Cuando vives con mucha gente en la misma casa, los hoteles se convierten en un respiro. Es un espacio, solo tuyo, que no tienes que compartir con nadie por 24 horas.

Pero como adolescente en la ciudad de México, trabajando para pagar la universidad, los hoteles eran un lujo totalmente fuera de mis posibilidades. Dos o tres escapadas manejando a Cuernavaca o Acapulco eran mi máximo.

Por eso la idea de Virginia Woolf de tener un cuarto propio me parecía rebelde, muy atractiva y totalmente inalcanzable.
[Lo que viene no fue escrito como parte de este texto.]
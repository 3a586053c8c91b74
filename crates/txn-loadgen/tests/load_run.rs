//! End-to-end load runs against a stubbed access node.
//!
//! The stub answers every read the same way: a sealed block, a sequence
//! number for the service account, and a sealed result carrying an
//! account-created event.

use std::sync::Arc;
use std::time::Duration;
use tokio_util::sync::CancellationToken;
use txn_loadgen::client::RestChainClient;
use txn_loadgen::config::{AccountOptions, ClientConfig, ContractAddresses, LoadConfig, Network};
use txn_loadgen::crypto::{P256KeyProvider, PrivateKey};
use txn_loadgen::factory::ScriptLibrary;
use txn_loadgen::retry::RetryConfig;
use txn_loadgen::types::{Address, Event, Identifier};
use txn_loadgen::{LoadError, LoadScheduler, Root, StopReason};
use wiremock::{
    matchers::{method, path, path_regex},
    Mock, MockServer, ResponseTemplate,
};

const SERVICE_PATH: &str = "/v1/accounts/f8d6e0586b0a20c7";

fn created_address() -> Address {
    Address::from_hex("0x01cf0e2f2f715450").unwrap()
}

async fn mount_chain(server: &MockServer, starting_sequence_number: u64, with_event: bool) {
    Mock::given(method("GET"))
        .and(path("/v1/blocks"))
        .respond_with(ResponseTemplate::new(200).set_body_json(serde_json::json!([{
            "header": {
                "id": Identifier::sha3_256(b"block").to_hex(),
                "parent_id": Identifier::sha3_256(b"parent").to_hex(),
                "height": "100"
            }
        }])))
        .mount(server)
        .await;

    Mock::given(method("GET"))
        .and(path(SERVICE_PATH))
        .respond_with(ResponseTemplate::new(200).set_body_json(serde_json::json!({
            "keys": [{ "index": "0", "sequence_number": starting_sequence_number.to_string() }]
        })))
        .mount(server)
        .await;

    Mock::given(method("POST"))
        .and(path("/v1/transactions"))
        .respond_with(ResponseTemplate::new(200).set_body_json(serde_json::json!({
            "id": Identifier::sha3_256(b"txn").to_hex()
        })))
        .mount(server)
        .await;

    let events = if with_event {
        let payload = Event::account_created(created_address()).payload;
        serde_json::json!([{
            "type": "flow.AccountCreated",
            "payload": base64::encode(serde_json::to_vec(&payload).unwrap())
        }])
    } else {
        serde_json::json!([])
    };
    Mock::given(method("GET"))
        .and(path_regex("^/v1/transaction_results/[0-9a-f]{64}$"))
        .respond_with(ResponseTemplate::new(200).set_body_json(serde_json::json!({
            "status": "Sealed",
            "error_message": "",
            "events": events
        })))
        .mount(server)
        .await;
}

async fn connect(server: &MockServer) -> Result<Root, LoadError> {
    let config = ClientConfig::custom(Network::Emulator, &format!("{}/v1", server.uri()))?
        .without_retry();
    let contracts = ContractAddresses::for_network(Network::Emulator);
    let options = AccountOptions::default()
        .with_poll_interval(Duration::from_millis(10))
        .with_resync_retry(RetryConfig::no_retry());

    Root::new(
        Arc::new(RestChainClient::new(config)?),
        Arc::new(ScriptLibrary::new(contracts.fungible_token, contracts.flow_token)),
        Arc::new(P256KeyProvider),
        contracts.service_account,
        PrivateKey::generate(),
        options,
    )
    .await
}

fn proposal(body: &[u8]) -> (String, String) {
    let body: serde_json::Value = serde_json::from_slice(body).unwrap();
    (
        body["proposal_key"]["address"].as_str().unwrap().to_string(),
        body["proposal_key"]["sequence_number"].as_str().unwrap().to_string(),
    )
}

#[tokio::test]
async fn test_run_spends_budget() {
    let server = MockServer::start().await;
    mount_chain(&server, 5, true).await;

    let root = connect(&server).await.unwrap();
    let config = LoadConfig::default()
        .with_accounts(3)
        .with_budget(6)
        .with_sealing_window(Duration::from_millis(300));
    let report = LoadScheduler::new(root, config, CancellationToken::new())
        .unwrap()
        .run()
        .await
        .unwrap();

    assert_eq!(report.stop_reason, StopReason::BudgetExhausted);
    assert_eq!(report.accounts_created, 3);
    assert_eq!(report.transfers_issued, 3);
    assert_eq!(report.transactions_issued, 6);

    let requests = server.received_requests().await.unwrap();
    let from_service: Vec<String> = requests
        .iter()
        .filter(|r| r.method.to_string() == "POST")
        .map(|r| proposal(&r.body))
        .filter(|(address, _)| address == "f8d6e0586b0a20c7")
        .map(|(_, nonce)| nonce)
        .collect();
    assert_eq!(from_service, vec!["5", "6", "7"]);

    // Created accounts start from sequence number zero.
    let from_users = requests
        .iter()
        .filter(|r| r.method.to_string() == "POST")
        .map(|r| proposal(&r.body))
        .filter(|(address, _)| *address == created_address().to_hex_unprefixed())
        .collect::<Vec<_>>();
    assert!(from_users.iter().all(|(_, nonce)| nonce == "0"));

    // Nothing resynced: the service account was read exactly once.
    let reads = requests
        .iter()
        .filter(|r| r.url.path() == SERVICE_PATH)
        .count();
    assert_eq!(reads, 1);
}

#[tokio::test]
async fn test_cancelled_before_start() {
    let server = MockServer::start().await;
    mount_chain(&server, 0, true).await;

    let root = connect(&server).await.unwrap();
    let shutdown = CancellationToken::new();
    shutdown.cancel();

    let report = LoadScheduler::new(root, LoadConfig::default(), shutdown)
        .unwrap()
        .run()
        .await
        .unwrap();
    assert_eq!(report.stop_reason, StopReason::Interrupted);
    assert_eq!(report.transfers_issued, 0);
}

#[tokio::test]
async fn test_missing_creation_event_is_fatal() {
    let server = MockServer::start().await;
    mount_chain(&server, 0, false).await;

    let root = connect(&server).await.unwrap();
    let config = LoadConfig::default().with_accounts(2);
    let result = LoadScheduler::new(root, config, CancellationToken::new())
        .unwrap()
        .run()
        .await;
    assert!(matches!(result, Err(LoadError::MissingEvent { .. })));
}

#[tokio::test]
async fn test_unreachable_root_account() {
    let server = MockServer::start().await;
    Mock::given(method("GET"))
        .and(path(SERVICE_PATH))
        .respond_with(ResponseTemplate::new(404).set_body_json(serde_json::json!({
            "code": 404,
            "message": "account not found"
        })))
        .mount(&server)
        .await;

    let err = connect(&server).await.unwrap_err();
    assert!(err.is_not_found());
}

#[tokio::test]
async fn test_zero_sealing_window_rejected() {
    let server = MockServer::start().await;
    mount_chain(&server, 0, true).await;

    let root = connect(&server).await.unwrap();
    let config = LoadConfig::default().with_sealing_window(Duration::ZERO);
    assert!(matches!(
        LoadScheduler::new(root, config, CancellationToken::new()),
        Err(LoadError::Config(_))
    ));
}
Recuerdo escuchar con admiración y cierto grado de envidia los cuentos de los viajes de mis compañeros de escuela.

Mi vida cambió cuando me mudé a Estados Unidos y la compañía para la que trabajaba empezó a pagar por mis cuartos de hotel. La vida nómada del periodista era el antídoto que necesitaba para una niñez y juventud sin hoteles y sin viajes. Confieso que he pasado más noches de las que he querido metido en cubos con baño, televisor en la pared y una cama ahuecada.

Las cadenas de hoteles nos ofrecen el mismo cuarto en todas las ciudades y no hay manera de distinguirlos hasta que abres las cortinas. Los moteles que hay al lado de las carreteras de Texas -cercanas a la frontera con México y donde he pasado innumerables noches- son un monumento a la igualdad y al concepto de ofrecer lo mínimo necesario: Jabón, toalla, cama, alfombra manchada y aspirada, y párale de contar. Pero, aun así, no he perdido la ilusión que me da el llegar a un hotel que no conozco.
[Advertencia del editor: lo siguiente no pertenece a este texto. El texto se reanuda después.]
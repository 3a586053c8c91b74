//! Transaction construction.
//!
//! The engine never looks inside a transaction's script; it only needs a
//! [`TransactionFactory`] that hands back unsigned transactions for the two
//! operations the load generator performs.

mod arguments;
mod scripts;

pub use arguments::{CadenceValue, UFix64};
pub use scripts::ScriptLibrary;

use crate::crypto::AccountKey;
use crate::error::LoadResult;
use crate::types::{Address, Transaction};

/// Produces unsigned transactions. Stateless after construction.
pub trait TransactionFactory: Send + Sync {
    /// A transaction creating an account controlled by `key` and funding it
    /// with `initial_balance` whole tokens.
    fn create_account(&self, key: &AccountKey, initial_balance: u64) -> LoadResult<Transaction>;

    /// A transaction moving `amount` token units from the signer to `to`.
    fn transfer(&self, to: Address, amount: u64) -> LoadResult<Transaction>;
}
Cuando entro a un cuarto de hotel por primera vez, hay, siempre, una rápida mirada de reconocimiento y un deseo de que exista algo, un detallito, que transforme tu estadía en algo especial. A veces es la vista, otras es el inusual relleno de una almohada, un baño pulcrísimo o una cama bien tendida después de un día larguísimo, y hasta el vacío bar de la entrada o el restaurante de al lado. Y luego… Luego, hay hoteles que te vuelven loco.

Son esos que te ofrecen una vida que no tienes y que, por unos días mágicos, son marcadamente distintos a tu casa. Te hacen sentir como si fueras otro. Y no se trata de lujo sino de aquello que los hace únicos. Así viví en un palacio en Venecia; frente al monte Fuji en Tokio; junto a la playa más espectacular del mundo (que está en la Riviera Maya de México); a un lado del Río Sena en París; arremolinado en la mismísima historia de México en San Miguel de Allende y en una torre de espejos ante el Ángel de la Independencia; en un laberinto de arroces y flores en Bali; en una casona donde asustan en la Toscana; y en un refugio londinense atendido bellamente por lo que parecía ser el ejército inglés.
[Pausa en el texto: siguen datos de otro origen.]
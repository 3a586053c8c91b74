//! Network and load configuration.
//!
//! [`ClientConfig`] describes how to reach an access node, [`ContractAddresses`]
//! which accounts the scripts talk to, [`AccountOptions`] how each account's
//! submission engine behaves, and [`LoadConfig`] how hard the scheduler pushes.

use crate::error::{LoadError, LoadResult};
use crate::factory::UFix64;
use crate::retry::RetryConfig;
use crate::types::Address;
use std::fmt;
use std::str::FromStr;
use std::time::Duration;
use url::Url;

/// Known networks.
#[derive(Debug, Clone, Copy, PartialEq, Eq, Hash)]
pub enum Network {
    /// Local emulator
    Emulator,
    /// Public testnet
    Testnet,
    /// Mainnet
    Mainnet,
}

impl Network {
    /// Returns the network name as a string.
    pub fn as_str(&self) -> &'static str {
        match self {
            Network::Emulator => "emulator",
            Network::Testnet => "testnet",
            Network::Mainnet => "mainnet",
        }
    }

    /// Address of the funded service account.
    pub fn service_account(&self) -> Address {
        match self {
            Network::Emulator => Address::new([0xf8, 0xd6, 0xe0, 0x58, 0x6b, 0x0a, 0x20, 0xc7]),
            Network::Testnet => Address::new([0x8c, 0x53, 0x03, 0xea, 0xa2, 0x62, 0x02, 0xd6]),
            Network::Mainnet => Address::new([0xe4, 0x67, 0xb9, 0xdd, 0x11, 0xfa, 0x00, 0xdf]),
        }
    }

    /// Address of the fungible-token interface contract.
    pub fn fungible_token(&self) -> Address {
        match self {
            Network::Emulator => Address::new([0xee, 0x82, 0x85, 0x6b, 0xf2, 0x0e, 0x2a, 0xa6]),
            Network::Testnet => Address::new([0x9a, 0x07, 0x66, 0xd9, 0x3b, 0x66, 0x08, 0xb7]),
            Network::Mainnet => Address::new([0xf2, 0x33, 0xdc, 0xee, 0x88, 0xfe, 0x0a, 0xbe]),
        }
    }

    /// Address of the native token contract.
    pub fn flow_token(&self) -> Address {
        match self {
            Network::Emulator => Address::new([0x0a, 0xe5, 0x3c, 0xb6, 0xe3, 0xf4, 0x2a, 0x79]),
            Network::Testnet => Address::new([0x7e, 0x60, 0xdf, 0x04, 0x2a, 0x9c, 0x08, 0x68]),
            Network::Mainnet => Address::new([0x16, 0x54, 0x65, 0x33, 0x99, 0x04, 0x0a, 0x61]),
        }
    }

    /// Default access node REST endpoint.
    pub fn access_url(&self) -> Url {
        let url = match self {
            Network::Emulator => "http://127.0.0.1:8888/v1",
            Network::Testnet => "https://rest-testnet.onflow.org/v1",
            Network::Mainnet => "https://rest-mainnet.onflow.org/v1",
        };
        Url::parse(url).expect("valid preset URL")
    }
}

impl fmt::Display for Network {
    fn fmt(&self, f: &mut fmt::Formatter<'_>) -> fmt::Result {
        f.write_str(self.as_str())
    }
}

impl FromStr for Network {
    type Err = LoadError;

    fn from_str(s: &str) -> Result<Self, Self::Err> {
        let name = s.to_ascii_lowercase();
        match name.strip_prefix("flow-").unwrap_or(&name) {
            "emulator" | "local" => Ok(Network::Emulator),
            "testnet" => Ok(Network::Testnet),
            "mainnet" => Ok(Network::Mainnet),
            other => Err(LoadError::Config(format!("unknown network: {other}"))),
        }
    }
}

/// Configuration for the access node client.
///
/// # Example
///
/// ```rust
/// use std::time::Duration;
/// use txn_loadgen::config::ClientConfig;
/// use txn_loadgen::retry::RetryConfig;
///
/// let config = ClientConfig::testnet()
///     .with_timeout(Duration::from_secs(10))
///     .with_retry(RetryConfig::emulator());
/// assert_eq!(config.timeout(), Duration::from_secs(10));
/// ```
#[derive(Debug, Clone)]
pub struct ClientConfig {
    pub(crate) network: Network,
    pub(crate) access_url: Url,
    pub(crate) timeout: Duration,
    pub(crate) retry_config: RetryConfig,
}

impl ClientConfig {
    /// Configuration for a local emulator.
    pub fn emulator() -> Self {
        Self {
            network: Network::Emulator,
            access_url: Network::Emulator.access_url(),
            timeout: Duration::from_secs(10),
            retry_config: RetryConfig::emulator(),
        }
    }

    /// Configuration for the public testnet.
    pub fn testnet() -> Self {
        Self {
            network: Network::Testnet,
            access_url: Network::Testnet.access_url(),
            timeout: Duration::from_secs(30),
            retry_config: RetryConfig::default(),
        }
    }

    /// Configuration for mainnet.
    pub fn mainnet() -> Self {
        Self {
            network: Network::Mainnet,
            access_url: Network::Mainnet.access_url(),
            timeout: Duration::from_secs(30),
            retry_config: RetryConfig::public_network(),
        }
    }

    /// Preset configuration for the given network.
    pub fn for_network(network: Network) -> Self {
        match network {
            Network::Emulator => Self::emulator(),
            Network::Testnet => Self::testnet(),
            Network::Mainnet => Self::mainnet(),
        }
    }

    /// Preset for `network` with a custom access URL. The URL must include the
    /// API version path (for example `http://localhost:8888/v1`).
    ///
    /// # Errors
    ///
    /// Returns an error if the URL cannot be parsed.
    pub fn custom(network: Network, access_url: &str) -> LoadResult<Self> {
        Ok(Self {
            access_url: Url::parse(access_url)?,
            ..Self::for_network(network)
        })
    }

    /// Sets the request timeout.
    pub fn with_timeout(mut self, timeout: Duration) -> Self {
        self.timeout = timeout;
        self
    }

    /// Sets the retry configuration for reads.
    pub fn with_retry(mut self, retry_config: RetryConfig) -> Self {
        self.retry_config = retry_config;
        self
    }

    /// Disables retries.
    pub fn without_retry(mut self) -> Self {
        self.retry_config = RetryConfig::no_retry();
        self
    }

    /// Returns the network.
    pub fn network(&self) -> Network {
        self.network
    }

    /// Returns the access node URL.
    pub fn access_url(&self) -> &Url {
        &self.access_url
    }

    /// Returns the request timeout.
    pub fn timeout(&self) -> Duration {
        self.timeout
    }

    /// Returns the retry configuration.
    pub fn retry_config(&self) -> &RetryConfig {
        &self.retry_config
    }
}

/// Well-known accounts the load generator uses, defaulting to a network's
/// presets and overridable one at a time.
#[derive(Debug, Clone, Copy, PartialEq, Eq)]
pub struct ContractAddresses {
    /// Funded account that mints every other account.
    pub service_account: Address,
    /// Fungible-token interface contract.
    pub fungible_token: Address,
    /// Native token contract.
    pub flow_token: Address,
}

impl ContractAddresses {
    /// Presets for the given network.
    pub fn for_network(network: Network) -> Self {
        Self {
            service_account: network.service_account(),
            fungible_token: network.fungible_token(),
            flow_token: network.flow_token(),
        }
    }

    /// Overrides the service account.
    pub fn with_service_account(mut self, address: Address) -> Self {
        self.service_account = address;
        self
    }

    /// Overrides the fungible-token contract.
    pub fn with_fungible_token(mut self, address: Address) -> Self {
        self.fungible_token = address;
        self
    }

    /// Overrides the native token contract.
    pub fn with_flow_token(mut self, address: Address) -> Self {
        self.flow_token = address;
        self
    }
}

/// Per-account submission behavior, shared by a root and every account it
/// mints.
#[derive(Debug, Clone)]
pub struct AccountOptions {
    /// Key index used as the proposal key and envelope signer.
    pub key_index: u32,
    /// Delay between result polls of an in-flight transaction.
    pub poll_interval: Duration,
    /// Whole tokens funded into each minted account.
    pub initial_balance: u64,
    /// Retry policy for the sequence-number fetch during a resync.
    pub resync_retry: RetryConfig,
}

impl Default for AccountOptions {
    fn default() -> Self {
        Self {
            key_index: 0,
            poll_interval: Duration::from_millis(100),
            initial_balance: 1_000_000,
            resync_retry: RetryConfig::default(),
        }
    }
}

impl AccountOptions {
    /// Sets the key index.
    pub fn with_key_index(mut self, key_index: u32) -> Self {
        self.key_index = key_index;
        self
    }

    /// Sets the result poll interval.
    pub fn with_poll_interval(mut self, poll_interval: Duration) -> Self {
        self.poll_interval = poll_interval;
        self
    }

    /// Sets the balance funded into minted accounts.
    pub fn with_initial_balance(mut self, initial_balance: u64) -> Self {
        self.initial_balance = initial_balance;
        self
    }

    /// Sets the resync retry policy.
    pub fn with_resync_retry(mut self, resync_retry: RetryConfig) -> Self {
        self.resync_retry = resync_retry;
        self
    }
}

/// Scheduler configuration.
///
/// # Example
///
/// ```rust
/// use std::time::Duration;
/// use txn_loadgen::config::LoadConfig;
///
/// let config = LoadConfig::default().with_accounts(10).with_budget(500);
/// assert_eq!(config.interval_for(10), Duration::from_millis(1500));
/// ```
#[derive(Debug, Clone)]
pub struct LoadConfig {
    /// Number of accounts to create.
    pub accounts: usize,
    /// Ceiling on transactions issued, account creations included.
    pub budget: u64,
    /// Reference block-sealing window the transfer rate is tuned against.
    pub sealing_window: Duration,
    /// Token units moved by each transfer.
    pub transfer_amount: u64,
}

impl Default for LoadConfig {
    fn default() -> Self {
        Self {
            accounts: 100,
            budget: 10_000,
            sealing_window: Duration::from_secs(15),
            transfer_amount: 1,
        }
    }
}

impl LoadConfig {
    /// Sets the number of accounts to create.
    pub fn with_accounts(mut self, accounts: usize) -> Self {
        self.accounts = accounts;
        self
    }

    /// Sets the transaction budget.
    pub fn with_budget(mut self, budget: u64) -> Self {
        self.budget = budget;
        self
    }

    /// Sets the sealing window.
    pub fn with_sealing_window(mut self, sealing_window: Duration) -> Self {
        self.sealing_window = sealing_window;
        self
    }

    /// Sets the per-transfer amount.
    pub fn with_transfer_amount(mut self, transfer_amount: u64) -> Self {
        self.transfer_amount = transfer_amount;
        self
    }

    /// Checks the configuration for values the scheduler cannot run with.
    ///
    /// # Errors
    ///
    /// Returns [`LoadError::Config`] for a zero sealing window or a transfer
    /// amount of a whole token or more.
    pub fn validate(&self) -> LoadResult<()> {
        if self.sealing_window.is_zero() {
            return Err(LoadError::Config(
                "sealing window must be greater than zero".to_string(),
            ));
        }
        UFix64::from_parts(0, self.transfer_amount)?;
        Ok(())
    }

    /// Transfer interval for a population of `account_count` accounts: one
    /// transfer per account per sealing window.
    pub fn interval_for(&self, account_count: usize) -> Duration {
        let divisor = u32::try_from(account_count.max(1)).unwrap_or(u32::MAX);
        self.sealing_window / divisor
    }
}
Pero el hotel que más recuerdo estaba en Afganistán. Al principio de la guerra en el 2001, terminé en el hotel Spinghar en Jalalabad, muy cerca de las montañas de Tora Bora donde se escondía Osama bin Laden, responsable de los actos terroristas del 11 de septiembre. Ahí nos escondíamos los corresponsales internacionales -y nos cuidábamos unos a otros- por 30 dólares por noche.

Mi cuarto en Afganistán, con las paredes despintadas y manchadas por la humedad, incluía un ratón que no dejaba de hacer ruido toda la noche y que se comió una barra de chocolate que había guardado para casos urgentes de hambre.

El colchón estaba agujereado y las sábanas, literalmente, no las habían cambiado en meses. Por las noches se oían pasar los aviones B-52 de la fuerza aérea estadounidense tratando de localizar a Bin Laden. Pero en medio del terror y el caos, y después de varios días sin bañarme, me quedé un mediodía en el hotel -cuando todos los corresponsales estaban en la montaña- y me pude dar un regaderazo con agua caliente en el baño público del hotel. Sólo fueron unos minutos. Fueron la gloria.

Desde el primer hotel en que me quedé en Veracruz cuando era niño, siempre busco en un cuarto el encanto de lo nuevo, de la protección, de la huida, del descubrimiento y del juego, casi teatral, de ser otro. Al final, la cuenta no es en qué hoteles te has quedado sino qué hoteles se han quedado en ti.